▶ [What to do]:
Find and copy the lines in the records beneath this task that contain the word "darkred".

▶ [Excerpted data]:

_____

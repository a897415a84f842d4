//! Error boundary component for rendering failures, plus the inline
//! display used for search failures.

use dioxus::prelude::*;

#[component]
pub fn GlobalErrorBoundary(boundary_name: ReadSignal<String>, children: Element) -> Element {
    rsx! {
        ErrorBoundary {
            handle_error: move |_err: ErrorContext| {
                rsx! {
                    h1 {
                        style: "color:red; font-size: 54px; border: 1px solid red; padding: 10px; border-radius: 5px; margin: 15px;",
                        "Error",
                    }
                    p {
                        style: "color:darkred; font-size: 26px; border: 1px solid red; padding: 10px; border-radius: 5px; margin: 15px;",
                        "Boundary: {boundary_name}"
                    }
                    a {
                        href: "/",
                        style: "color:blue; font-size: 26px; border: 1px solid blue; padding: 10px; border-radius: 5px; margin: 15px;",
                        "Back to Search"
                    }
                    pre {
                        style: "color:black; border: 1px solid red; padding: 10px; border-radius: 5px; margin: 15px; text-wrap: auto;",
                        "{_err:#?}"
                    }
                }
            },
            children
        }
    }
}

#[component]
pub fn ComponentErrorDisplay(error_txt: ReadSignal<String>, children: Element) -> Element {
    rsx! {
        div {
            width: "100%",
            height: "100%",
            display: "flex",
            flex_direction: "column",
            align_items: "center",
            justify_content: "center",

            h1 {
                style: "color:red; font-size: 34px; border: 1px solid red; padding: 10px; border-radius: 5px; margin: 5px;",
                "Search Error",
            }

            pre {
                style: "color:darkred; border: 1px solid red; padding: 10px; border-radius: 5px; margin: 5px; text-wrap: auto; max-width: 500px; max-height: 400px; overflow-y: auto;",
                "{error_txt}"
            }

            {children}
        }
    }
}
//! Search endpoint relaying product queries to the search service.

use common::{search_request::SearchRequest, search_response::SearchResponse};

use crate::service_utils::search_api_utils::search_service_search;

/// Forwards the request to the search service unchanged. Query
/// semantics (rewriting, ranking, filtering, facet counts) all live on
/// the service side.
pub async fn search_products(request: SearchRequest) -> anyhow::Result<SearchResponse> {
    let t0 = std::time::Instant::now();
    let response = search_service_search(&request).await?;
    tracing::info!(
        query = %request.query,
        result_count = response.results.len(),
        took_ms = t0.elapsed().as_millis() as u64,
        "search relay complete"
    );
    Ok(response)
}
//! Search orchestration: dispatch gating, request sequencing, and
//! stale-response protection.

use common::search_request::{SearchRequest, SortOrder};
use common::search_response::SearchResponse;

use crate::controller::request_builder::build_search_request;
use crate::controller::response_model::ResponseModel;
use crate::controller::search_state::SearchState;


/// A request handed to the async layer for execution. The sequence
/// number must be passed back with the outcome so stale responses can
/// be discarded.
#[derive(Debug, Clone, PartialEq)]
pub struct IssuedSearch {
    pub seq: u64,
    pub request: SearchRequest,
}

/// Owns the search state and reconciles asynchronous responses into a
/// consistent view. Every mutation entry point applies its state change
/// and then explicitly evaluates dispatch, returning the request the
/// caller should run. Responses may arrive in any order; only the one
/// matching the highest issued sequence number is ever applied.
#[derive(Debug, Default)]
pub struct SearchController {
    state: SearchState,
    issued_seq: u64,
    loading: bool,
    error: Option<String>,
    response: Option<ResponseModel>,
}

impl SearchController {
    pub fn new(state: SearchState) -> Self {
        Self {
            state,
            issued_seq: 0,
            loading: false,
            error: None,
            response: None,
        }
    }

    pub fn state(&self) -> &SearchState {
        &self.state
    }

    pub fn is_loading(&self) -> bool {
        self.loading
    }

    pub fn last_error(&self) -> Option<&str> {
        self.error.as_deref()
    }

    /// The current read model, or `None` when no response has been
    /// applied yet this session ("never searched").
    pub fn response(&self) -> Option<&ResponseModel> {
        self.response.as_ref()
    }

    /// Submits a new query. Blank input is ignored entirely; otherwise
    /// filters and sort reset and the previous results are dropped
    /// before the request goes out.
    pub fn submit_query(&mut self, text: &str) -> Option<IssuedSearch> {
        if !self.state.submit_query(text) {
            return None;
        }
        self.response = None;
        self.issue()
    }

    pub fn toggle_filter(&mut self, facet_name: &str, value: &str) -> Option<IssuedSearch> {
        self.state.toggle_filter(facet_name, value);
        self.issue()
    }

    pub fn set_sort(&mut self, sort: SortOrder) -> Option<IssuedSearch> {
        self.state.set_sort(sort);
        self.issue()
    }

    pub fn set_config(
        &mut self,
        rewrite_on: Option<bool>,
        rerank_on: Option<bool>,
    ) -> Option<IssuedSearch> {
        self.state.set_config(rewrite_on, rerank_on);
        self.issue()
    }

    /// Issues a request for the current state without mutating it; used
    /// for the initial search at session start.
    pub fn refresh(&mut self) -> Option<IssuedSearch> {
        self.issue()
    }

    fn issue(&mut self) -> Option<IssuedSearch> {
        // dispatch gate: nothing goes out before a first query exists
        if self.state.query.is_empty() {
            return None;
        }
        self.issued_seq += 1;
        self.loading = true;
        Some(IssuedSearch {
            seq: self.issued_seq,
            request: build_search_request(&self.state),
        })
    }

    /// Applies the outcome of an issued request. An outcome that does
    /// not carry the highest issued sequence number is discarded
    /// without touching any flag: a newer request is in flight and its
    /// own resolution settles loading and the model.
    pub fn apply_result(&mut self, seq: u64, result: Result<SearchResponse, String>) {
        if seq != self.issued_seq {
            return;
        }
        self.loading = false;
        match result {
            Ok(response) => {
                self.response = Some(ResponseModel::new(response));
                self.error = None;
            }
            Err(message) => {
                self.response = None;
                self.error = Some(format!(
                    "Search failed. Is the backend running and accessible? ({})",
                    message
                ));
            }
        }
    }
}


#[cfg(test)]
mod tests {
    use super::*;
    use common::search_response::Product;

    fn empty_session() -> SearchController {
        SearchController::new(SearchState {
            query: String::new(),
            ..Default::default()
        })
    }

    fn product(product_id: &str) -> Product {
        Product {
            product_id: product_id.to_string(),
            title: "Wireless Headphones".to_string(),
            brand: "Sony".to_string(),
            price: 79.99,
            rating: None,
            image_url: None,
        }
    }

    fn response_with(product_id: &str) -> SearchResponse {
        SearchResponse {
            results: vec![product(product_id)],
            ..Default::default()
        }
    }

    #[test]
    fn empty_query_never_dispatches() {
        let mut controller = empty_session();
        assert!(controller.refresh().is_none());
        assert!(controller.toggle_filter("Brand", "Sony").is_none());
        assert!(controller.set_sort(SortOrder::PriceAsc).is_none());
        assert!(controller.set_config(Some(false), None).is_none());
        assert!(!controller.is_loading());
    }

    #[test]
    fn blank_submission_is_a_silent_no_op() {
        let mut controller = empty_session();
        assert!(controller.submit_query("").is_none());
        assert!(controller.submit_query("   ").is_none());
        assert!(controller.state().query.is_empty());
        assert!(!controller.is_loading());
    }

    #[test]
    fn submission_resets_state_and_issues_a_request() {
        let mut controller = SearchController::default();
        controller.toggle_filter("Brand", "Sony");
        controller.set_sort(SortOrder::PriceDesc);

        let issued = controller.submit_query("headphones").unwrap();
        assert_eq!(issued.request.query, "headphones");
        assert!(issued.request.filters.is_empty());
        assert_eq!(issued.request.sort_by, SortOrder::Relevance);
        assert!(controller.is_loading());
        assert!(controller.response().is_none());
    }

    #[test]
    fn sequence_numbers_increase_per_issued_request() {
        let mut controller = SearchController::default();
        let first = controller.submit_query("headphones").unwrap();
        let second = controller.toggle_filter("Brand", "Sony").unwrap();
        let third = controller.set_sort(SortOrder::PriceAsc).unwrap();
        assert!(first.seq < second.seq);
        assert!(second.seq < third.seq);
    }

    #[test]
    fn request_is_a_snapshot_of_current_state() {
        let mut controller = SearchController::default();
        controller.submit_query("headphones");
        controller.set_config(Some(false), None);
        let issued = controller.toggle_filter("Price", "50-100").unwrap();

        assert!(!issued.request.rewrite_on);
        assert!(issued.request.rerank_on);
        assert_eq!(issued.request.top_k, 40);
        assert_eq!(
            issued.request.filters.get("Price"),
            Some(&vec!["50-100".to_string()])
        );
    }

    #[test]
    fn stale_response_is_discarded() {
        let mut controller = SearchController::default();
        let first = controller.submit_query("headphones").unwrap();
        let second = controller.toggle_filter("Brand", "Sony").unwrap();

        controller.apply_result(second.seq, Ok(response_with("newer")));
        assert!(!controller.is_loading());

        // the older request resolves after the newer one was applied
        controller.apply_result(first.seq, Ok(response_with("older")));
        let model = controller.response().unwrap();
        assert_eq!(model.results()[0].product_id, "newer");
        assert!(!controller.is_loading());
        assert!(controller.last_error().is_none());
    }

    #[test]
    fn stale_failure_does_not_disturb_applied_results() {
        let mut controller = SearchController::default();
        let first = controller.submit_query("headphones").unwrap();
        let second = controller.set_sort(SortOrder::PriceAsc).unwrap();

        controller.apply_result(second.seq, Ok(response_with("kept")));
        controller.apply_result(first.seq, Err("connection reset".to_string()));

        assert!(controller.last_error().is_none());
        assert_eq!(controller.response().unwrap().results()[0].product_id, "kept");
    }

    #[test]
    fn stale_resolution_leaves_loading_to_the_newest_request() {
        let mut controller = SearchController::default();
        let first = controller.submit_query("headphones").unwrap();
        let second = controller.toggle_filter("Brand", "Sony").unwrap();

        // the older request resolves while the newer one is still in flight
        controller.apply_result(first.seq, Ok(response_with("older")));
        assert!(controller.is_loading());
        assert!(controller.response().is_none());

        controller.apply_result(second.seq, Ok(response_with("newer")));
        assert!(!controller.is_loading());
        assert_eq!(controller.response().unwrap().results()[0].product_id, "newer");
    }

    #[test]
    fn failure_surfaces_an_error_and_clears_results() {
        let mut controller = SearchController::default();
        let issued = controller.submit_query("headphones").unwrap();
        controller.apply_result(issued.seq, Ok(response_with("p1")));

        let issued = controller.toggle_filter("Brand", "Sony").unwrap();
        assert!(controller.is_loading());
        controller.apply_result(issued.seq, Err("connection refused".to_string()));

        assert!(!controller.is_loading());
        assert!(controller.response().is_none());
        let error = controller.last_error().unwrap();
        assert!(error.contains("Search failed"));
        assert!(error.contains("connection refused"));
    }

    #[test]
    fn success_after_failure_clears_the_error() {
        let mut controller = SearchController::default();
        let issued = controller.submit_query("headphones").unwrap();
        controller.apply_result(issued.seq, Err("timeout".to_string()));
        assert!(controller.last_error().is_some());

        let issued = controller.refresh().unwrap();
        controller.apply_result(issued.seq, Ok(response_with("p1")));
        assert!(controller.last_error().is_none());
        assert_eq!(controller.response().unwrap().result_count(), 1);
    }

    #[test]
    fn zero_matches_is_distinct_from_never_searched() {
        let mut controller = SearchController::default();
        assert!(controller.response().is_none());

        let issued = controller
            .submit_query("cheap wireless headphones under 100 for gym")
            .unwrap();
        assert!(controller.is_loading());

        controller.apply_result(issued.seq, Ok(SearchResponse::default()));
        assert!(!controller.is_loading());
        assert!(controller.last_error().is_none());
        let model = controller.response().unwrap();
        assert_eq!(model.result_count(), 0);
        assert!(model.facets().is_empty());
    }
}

_____

▶ [Exercise answer]:
                        style: "color:darkred; font-size: 26px; border: 1px solid red; padding: 10px; border-radius: 5px; margin: 15px;",
                style: "color:darkred; border: 1px solid red; padding: 10px; border-radius: 5px; margin: 5px; text-wrap: auto; max-width: 500px; max-height: 400px; overflow-y: auto;",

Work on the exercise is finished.